The Departed

Scorsese’s back on the meanstreets

When Billy Costigan (Leonardo DiCaprio) joins the Boston State Police Force he is coaxed into an undercover operation that aims at bringing down Irish mob boss Frank Costello (Jack Nicholson). Since Costigan’s family has loose ties to the mob he seems to be the perfect choice for this delicate undertaking. Once accepted into Costello’s inner circle, he learns that Costello has at least one mole within the specialThe Departedinvestigations unit, therefore making him extremely difficult to put behind bars. When several operations are foiled by the respective undercover players, suspicion and paranoia arise within the mob as well as the police force. With lives hanging in the balance and time running out, Costigan as well as Costello’s mole Colin (Matt Damon) desperately try to reveal each others identities.

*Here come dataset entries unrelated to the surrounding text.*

//! Image extraction: scan cached HTML for hosted-image URLs, audit what
//! is already on disk, and download whatever is missing at the highest
//! resolution the host serves.

pub mod report;

use std::collections::{BTreeMap, HashMap, HashSet};
use std::path::PathBuf;
use std::sync::LazyLock;

use anyhow::{Context, Result};
use chrono::Utc;
use regex::Regex;
use scraper::{Html, Selector};

use crate::config::SiteProfile;
use crate::error::MigrateError;
use crate::fetch_cache::{Fetcher, cache_key};
use report::{DownloadResult, ExtractionReport, ExtractionSummary, ImageEntry};

static IMG_SEL: LazyLock<Selector> =
    LazyLock::new(|| Selector::parse("img[src]").expect("IMG_SEL: hardcoded selector is valid"));
static STYLED_SEL: LazyLock<Selector> =
    LazyLock::new(|| Selector::parse("[style]").expect("STYLED_SEL: hardcoded selector is valid"));
static STYLE_URL_RE: LazyLock<Regex> = LazyLock::new(|| {
    Regex::new(r#"url\(["']?([^"')\s]+)["']?\)"#).expect("STYLE_URL_RE: hardcoded regex is valid")
});

/// One reference to an image from one page.
#[derive(Debug, Clone)]
struct PageRef {
    page: String,
    filename: String,
}

/// Extract all hosted-image URLs from one HTML document.
fn extract_image_urls(html: &str, hosted_re: &Regex) -> Vec<String> {
    let document = Html::parse_document(html);
    let mut urls = Vec::new();

    for img in document.select(&IMG_SEL) {
        if let Some(src) = img.value().attr("src") {
            if hosted_re.is_match(src) {
                urls.push(src.to_string());
            }
        }
    }

    // Background images in inline styles reference the same host.
    for styled in document.select(&STYLED_SEL) {
        if let Some(style) = styled.value().attr("style") {
            for caps in STYLE_URL_RE.captures_iter(style) {
                let url = &caps[1];
                if hosted_re.is_match(url) {
                    urls.push(url.to_string());
                }
            }
        }
    }

    urls
}

/// Strip the size suffix so variants of one image share a URL.
fn normalize_image_url(url: &str, size_re: &Regex) -> String {
    size_re.replace(url, "").into_owned()
}

/// Filename token for an image URL: the final path segment, minus any
/// size suffix.
fn filename_from_url(url: &str, size_re: &Regex) -> String {
    let path = url::Url::parse(url)
        .map(|u| u.path().to_string())
        .unwrap_or_else(|_| url.to_string());
    let last = path.rsplit('/').next().unwrap_or(&path);
    size_re.replace(last, "").into_owned()
}

/// Scan every cached HTML file, mapping each back to its page slug.
///
/// Returns normalized URL → referencing pages, in sorted URL order.
fn scan_cache(profile: &SiteProfile) -> Result<BTreeMap<String, Vec<PageRef>>> {
    let cache_dir = profile.cache_dir();
    if !cache_dir.exists() {
        return Err(MigrateError::NotFound(cache_dir.to_path_buf()).into());
    }

    let hosted_re = profile.image_url_regex()?;
    let size_re = profile.image_size_regex()?;

    // The page mapping is computed from the profile, not hardcoded: each
    // known page URL hashes to its cache filename.
    let known: HashMap<String, String> = profile
        .known_cache_pages()
        .into_iter()
        .map(|(slug, url)| (format!("{}.html", cache_key(&url)), slug))
        .collect();

    let mut entries: Vec<PathBuf> = std::fs::read_dir(cache_dir)
        .with_context(|| format!("failed to read {}", cache_dir.display()))?
        .filter_map(|e| e.ok().map(|e| e.path()))
        .filter(|p| p.extension().is_some_and(|e| e == "html"))
        .collect();
    entries.sort();

    let mut results: BTreeMap<String, Vec<PageRef>> = BTreeMap::new();
    for cache_file in entries {
        let file_name = cache_file
            .file_name()
            .map(|n| n.to_string_lossy().to_string())
            .unwrap_or_default();
        let Some(page) = known.get(&file_name) else {
            log::warn!("unknown cache file: {file_name}");
            continue;
        };

        log::info!("scanning: {page}");
        let html = std::fs::read_to_string(&cache_file)
            .with_context(|| format!("failed to read {}", cache_file.display()))?;

        for url in extract_image_urls(&html, &hosted_re) {
            let normalized = normalize_image_url(&url, &size_re);
            let refs = results.entry(normalized).or_default();
            if !refs.iter().any(|r| &r.page == page) {
                refs.push(PageRef {
                    page: page.clone(),
                    filename: filename_from_url(&url, &size_re),
                });
            }
        }
    }

    Ok(results)
}

/// Audit downloaded images, keyed by filename stem (size suffix removed).
fn audit_existing(profile: &SiteProfile) -> Result<HashMap<String, Vec<PathBuf>>> {
    let mut existing: HashMap<String, Vec<PathBuf>> = HashMap::new();
    let assets_dir = profile.assets_dir();
    if !assets_dir.exists() {
        return Ok(existing);
    }

    let size_re = profile.image_size_regex()?;
    for page_entry in std::fs::read_dir(assets_dir)? {
        let page_dir = page_entry?.path();
        if !page_dir.is_dir() {
            continue;
        }
        for file_entry in std::fs::read_dir(&page_dir)? {
            let file = file_entry?.path();
            let Some(name) = file.file_name().map(|n| n.to_string_lossy().to_string()) else {
                continue;
            };
            if !file.is_file() || name.starts_with('.') {
                continue;
            }
            let stem = file
                .file_stem()
                .map(|s| s.to_string_lossy().to_string())
                .unwrap_or(name);
            let stem = size_re.replace(&stem, "").into_owned();
            existing.entry(stem).or_default().push(file);
        }
    }

    Ok(existing)
}

/// Run the full extraction pass and write both reports.
///
/// Fails with [`MigrateError::MissingImages`] when images remain missing
/// after the download pass (the reports are written first).
pub async fn run(profile: &SiteProfile, fetcher: &Fetcher) -> Result<ExtractionReport> {
    let image_data = scan_cache(profile)?;
    log::info!("found {} unique images across all pages", image_data.len());

    let all_images: Vec<ImageEntry> = image_data
        .iter()
        .map(|(normalized, refs)| ImageEntry {
            filename: refs[0].filename.clone(),
            pages: refs.iter().map(|r| r.page.clone()).collect(),
            normalized_url: normalized.clone(),
        })
        .collect();

    let mut images_by_page: BTreeMap<String, usize> = BTreeMap::new();
    for entry in &all_images {
        for page in &entry.pages {
            *images_by_page.entry(page.clone()).or_insert(0) += 1;
        }
    }

    let existing = audit_existing(profile)?;
    log::info!("found {} unique filenames already downloaded", existing.len());

    let (matched, missing): (Vec<&ImageEntry>, Vec<&ImageEntry>) = all_images
        .iter()
        .partition(|entry| existing.contains_key(&entry.filename));
    let (matched_count, missing_count) = (matched.len(), missing.len());
    log::info!("matched: {matched_count}, missing: {missing_count}");

    let hires_suffix = profile.image_hires_suffix();
    let mut download_results: Vec<DownloadResult> = Vec::new();
    for entry in &missing {
        let high_res_url = format!("{}{hires_suffix}", entry.normalized_url);
        let primary_page = entry.pages.first().cloned().unwrap_or_default();
        let dest_dir = profile.assets_dir().join(&primary_page);
        let dest_path = dest_dir.join(format!("{}{hires_suffix}", entry.filename));

        if dest_path.exists() {
            log::info!("already exists: {}", dest_path.display());
            download_results.push(DownloadResult {
                filename: entry.filename.clone(),
                status: "skipped".to_string(),
                path: Some(dest_path.display().to_string()),
                url: None,
                pages: entry.pages.clone(),
            });
            continue;
        }

        let status = match fetcher.fetch_bytes(&high_res_url).await {
            Ok(bytes) => {
                tokio::fs::create_dir_all(&dest_dir)
                    .await
                    .with_context(|| format!("failed to create {}", dest_dir.display()))?;
                tokio::fs::write(&dest_path, bytes)
                    .await
                    .with_context(|| format!("failed to write {}", dest_path.display()))?;
                fetcher.pause().await;
                "success"
            }
            Err(e) => {
                log::warn!("download failed for {}: {e}", entry.filename);
                "failed"
            }
        };
        download_results.push(DownloadResult {
            filename: entry.filename.clone(),
            status: status.to_string(),
            path: (status == "success").then(|| dest_path.display().to_string()),
            url: Some(high_res_url),
            pages: entry.pages.clone(),
        });
    }

    // Re-audit so the verification step sees the downloads just made.
    let final_existing = audit_existing(profile)?;
    let still_missing: Vec<ImageEntry> = all_images
        .iter()
        .filter(|entry| !final_existing.contains_key(&entry.filename))
        .cloned()
        .collect();

    log::info!(
        "verification: {} in cache, {} downloaded, {} still missing",
        all_images.len(),
        final_existing.len(),
        still_missing.len()
    );

    let report = ExtractionReport {
        generated_at: Utc::now().format("%Y-%m-%dT%H:%M:%SZ").to_string(),
        summary: ExtractionSummary {
            total_unique_images_in_cache: all_images.len(),
            images_matched_to_existing_files: matched_count,
            missing_images_identified: missing_count,
            images_still_missing: still_missing.len(),
        },
        images_by_page,
        all_images,
        download_results,
        still_missing,
    };

    let downloaded: HashSet<String> = final_existing.keys().cloned().collect();
    write_reports(&report, profile, &downloaded)?;

    if report.summary.images_still_missing > 0 {
        for entry in &report.still_missing {
            log::warn!(
                "still missing: {} (pages: {})",
                entry.filename,
                entry.pages.join(", ")
            );
        }
        return Err(MigrateError::MissingImages(report.summary.images_still_missing).into());
    }

    Ok(report)
}

fn write_reports(
    report: &ExtractionReport,
    profile: &SiteProfile,
    downloaded: &HashSet<String>,
) -> Result<()> {
    let report_dir = profile.report_dir();
    std::fs::create_dir_all(report_dir)
        .with_context(|| format!("failed to create {}", report_dir.display()))?;

    let json_path = report_dir.join("image-extraction-report.json");
    std::fs::write(&json_path, serde_json::to_string_pretty(report)?)
        .with_context(|| format!("failed to write {}", json_path.display()))?;
    log::info!("report saved to {}", json_path.display());

    let md_path = report_dir.join("image-extraction-report.md");
    std::fs::write(&md_path, report.to_markdown(downloaded))
        .with_context(|| format!("failed to write {}", md_path.display()))?;
    log::info!("markdown report saved to {}", md_path.display());

    Ok(())
}

#[cfg(test)]
mod tests {
    use super::*;

    fn test_profile() -> SiteProfile {
        SiteProfile::builder()
            .image_url_pattern(r"^https://img\.example\.com/")
            .base_url("https://sites.example.com/view/lab")
            .build()
            .unwrap()
    }

    #[test]
    fn test_extract_image_urls_filters_by_host() {
        let profile = test_profile();
        let hosted_re = profile.image_url_regex().unwrap();
        let html = r#"
            <img src="https://img.example.com/abc=w1280">
            <img src="https://other.example.com/x.png">
            <div style="background-image: url('https://img.example.com/bg=w640')"></div>
        "#;
        let urls = extract_image_urls(html, &hosted_re);
        assert_eq!(
            urls,
            vec![
                "https://img.example.com/abc=w1280",
                "https://img.example.com/bg=w640"
            ]
        );
    }

    #[test]
    fn test_normalize_image_url_strips_size() {
        let profile = test_profile();
        let size_re = profile.image_size_regex().unwrap();
        assert_eq!(
            normalize_image_url("https://img.example.com/abc=w1280", &size_re),
            "https://img.example.com/abc"
        );
        assert_eq!(
            normalize_image_url("https://img.example.com/abc", &size_re),
            "https://img.example.com/abc"
        );
    }

    #[test]
    fn test_filename_from_url() {
        let profile = test_profile();
        let size_re = profile.image_size_regex().unwrap();
        assert_eq!(
            filename_from_url("https://img.example.com/sitesv/TOKEN123=w1280", &size_re),
            "TOKEN123"
        );
        assert_eq!(
            filename_from_url("https://img.example.com/photo.jpg", &size_re),
            "photo.jpg"
        );
    }

    #[test]
    fn test_audit_existing_groups_by_stem() {
        let dir = tempfile::TempDir::new().unwrap();
        let assets = dir.path().join("assets");
        std::fs::create_dir_all(assets.join("home")).unwrap();
        std::fs::write(assets.join("home/TOKEN=w16383"), "img").unwrap();
        std::fs::write(assets.join("home/.hidden"), "x").unwrap();

        let profile = SiteProfile::builder()
            .assets_dir(&assets)
            .base_url("https://example.com")
            .build()
            .unwrap();

        let existing = audit_existing(&profile).unwrap();
        assert!(existing.contains_key("TOKEN"));
        assert_eq!(existing.len(), 1);
    }
}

After a short excursion into the historic biopic with The Aviator, Scorsese is finally back in his milieu. That is to say the streets and R-rated movie making. Scorsese, who famously announced that he would never do a remake, rethinks the 2002 Hong Kong thriller Internal Affairs and makes it his own. The trademark visuals and the occasional bursts of violence give this movie its edge and its tense atmosphere which already made Goodfellas and Casino outstanding movies. In his third collaboration with Scorsese, Leonardo DiCaprio gets probably the most intense role and delivers an absolutely staggering (and very mature) performance. It goes without saying that Jack Nicholson as well hits it out of the park as the deliciously twisted Frank Costello. Only Matt Damon seems to be struggling (at times) with working in the shadows of such incredibly talented (and experienced) actors. But this does not really affect an otherwise perfect movie. Being snubbed by the academy during the previous years we say Scorsese really needs to be given some recognition. In the form of a little golden statue.

The Departed is rated R for some really nasty language.